A glixos host can run home-manager configs for any number of users. Each home-scope package is routed to a specific user; the default is [settings] primary_user, and any package can override with its own user field.

See ADR-010 for the design.

Choosing a target user

# Goes to settings.primary_user (alice on this host).
glix add --scope=home github:owner/pkg-greeting

# Explicit per-package override.
glix add --scope=home --user=bob github:owner/pkg-greeting --name=greeting-bob
glix set greeting-bob config.message="Hi, Bob."

The two packages must have distinct names. By convention, suffix the override package with -<user> so it's obvious in glix list.

Making sure the user exists

importManifest happily routes packages to whatever user names appear in the manifest, but home-manager will fail to evaluate if the user isn't declared in NixOS. The init template declares your primary user:

# hosts/laptop/default.nix
users.users."@USER@" = {
isNormalUser = true;
extraGroups = [ "wheel" "networkmanager" ];
initialPassword = "changeme";
};

For additional users, either:

  1. Add a users.users.bob = { ... }; block in hosts/<host>/default.nix, or
  2. Put it in a shared/users.nix module imported from each host.

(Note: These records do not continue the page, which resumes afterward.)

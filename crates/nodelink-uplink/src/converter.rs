//! Conversion between message blocks and their JSON payloads.

use crate::entities::{ChannelCreationRequest, ChannelCreationResponse, ToolDescriptorListUpdate};
use crate::error::{UplinkError, UplinkResult};
use crate::protocol::{MessageBlock, MessageType};

use serde::de::DeserializeOwned;
use serde::Serialize;
use std::collections::HashMap;
use tracing::warn;

pub type HandshakeData = HashMap<String, String>;

pub fn encode_json<T: Serialize>(message_type: MessageType, payload: &T) -> UplinkResult<MessageBlock> {
    let data = serde_json::to_vec(payload).map_err(|e| {
        UplinkError::protocol(format!("Failed to encode JSON message of type {message_type}: {e}"))
    })?;
    MessageBlock::new(message_type, data)
}

pub fn decode_json<T: DeserializeOwned>(expected: MessageType, block: &MessageBlock) -> UplinkResult<T> {
    if block.message_type != expected {
        return Err(UplinkError::protocol(format!(
            "Expected a message of type {expected}, got {}",
            block.message_type
        )));
    }
    serde_json::from_slice(&block.data).map_err(|e| {
        UplinkError::protocol(format!(
            "Failed to decode JSON message of expected type {expected}: {e}"
        ))
    })
}

pub fn encode_handshake_data(data: &HandshakeData) -> UplinkResult<MessageBlock> {
    encode_json(MessageType::Handshake, data)
}

pub fn decode_handshake_data(block: &MessageBlock) -> UplinkResult<HandshakeData> {
    decode_json(MessageType::Handshake, block)
}

pub fn encode_tool_descriptor_list_update(update: &ToolDescriptorListUpdate) -> UplinkResult<MessageBlock> {
    encode_json(MessageType::ToolDescriptorListUpdate, update)
}

pub fn decode_tool_descriptor_list_update(block: &MessageBlock) -> UplinkResult<ToolDescriptorListUpdate> {
    decode_json(MessageType::ToolDescriptorListUpdate, block)
}

pub fn encode_channel_creation_request(request: &ChannelCreationRequest) -> UplinkResult<MessageBlock> {
    encode_json(MessageType::ChannelInit, request)
}

pub fn decode_channel_creation_request(block: &MessageBlock) -> UplinkResult<ChannelCreationRequest> {
    decode_json(MessageType::ChannelInit, block)
}

pub fn encode_channel_creation_response(response: &ChannelCreationResponse) -> UplinkResult<MessageBlock> {
    encode_json(MessageType::ChannelInitResponse, response)
}

pub fn decode_channel_creation_response(block: &MessageBlock) -> UplinkResult<ChannelCreationResponse> {
    decode_json(MessageType::ChannelInitResponse, block)
}

/// A `GOODBYE` carrying an already wrapped error message.
pub fn encode_error_goodbye(wrapped_message: &str) -> MessageBlock {
    let message = if wrapped_message.is_empty() {
        warn!("Uplink: empty goodbye error message, using a placeholder");
        "<no message available>"
    } else {
        wrapped_message
    };
    // error texts are short; cut pathological ones instead of failing
    let mut data = message.as_bytes().to_vec();
    data.truncate(crate::protocol::MAX_MESSAGE_BLOCK_DATA_LENGTH);
    MessageBlock {
        message_type: MessageType::Goodbye,
        data,
    }
}

/// The error text of a goodbye block; `None` for a regular goodbye.
pub fn goodbye_error_message(block: &MessageBlock) -> Option<String> {
    if block.data.is_empty() {
        None
    } else {
        Some(String::from_utf8_lossy(&block.data).into_owned())
    }
}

Either approach is normal NixOS; glix has no opinions here beyond "the user must exist when you rebuild".

Listing the routing

glix list
NAME SCOPE STATE USER FLAKE
greeting home enabled alice github:owner/pkg-greeting
greeting-bob home enabled bob github:owner/pkg-greeting
firefox system enabled github:NixOS/nixpkgs#firefox
glix show greeting-bob
name greeting-bob
flake github:owner/pkg-greeting
scope home
state enabled
user bob
host laptop
config
message = Hi, Bob.

Changing the target user

glix set greeting user=alice # set
glix set greeting user= # clear; fall back to primary_user

glix set validates that the value is a legal POSIX-ish ident ([A-Za-z][A-Za-z0-9_-]*).

Inside the manifest

A multi-user manifest looks like:

[settings]
default_scope = "home"
primary_user = "alice"

[packages.greeting]
flake = "github:owner/pkg-greeting"
scope = "home"
enabled = true
# no user field → routed to alice

[packages.greeting-bob]
flake = "github:owner/pkg-greeting"
scope = "home"
enabled = true
user = "bob"

[packages.greeting-bob.config]
message = "Hi, Bob."

What this generates in Nix

importManifest returns a homeModulesByUser attrset:

homeModulesByUser = {
alice = [ <pkg-greeting module wrapped with glixConfig = {}> ];
bob = [ <pkg-greeting module wrapped with glixConfig.message = "Hi, Bob."> ];
}

The host template feeds this directly to home-manager:

home-manager.users = lib.mapAttrs
(_: mods: { imports = mods ++ [ { home.stateVersion = "24.11"; } ]; })
manifest.homeModulesByUser;

So adding a new user takes nothing more than declaring them in NixOS and running glix add --user=<name>.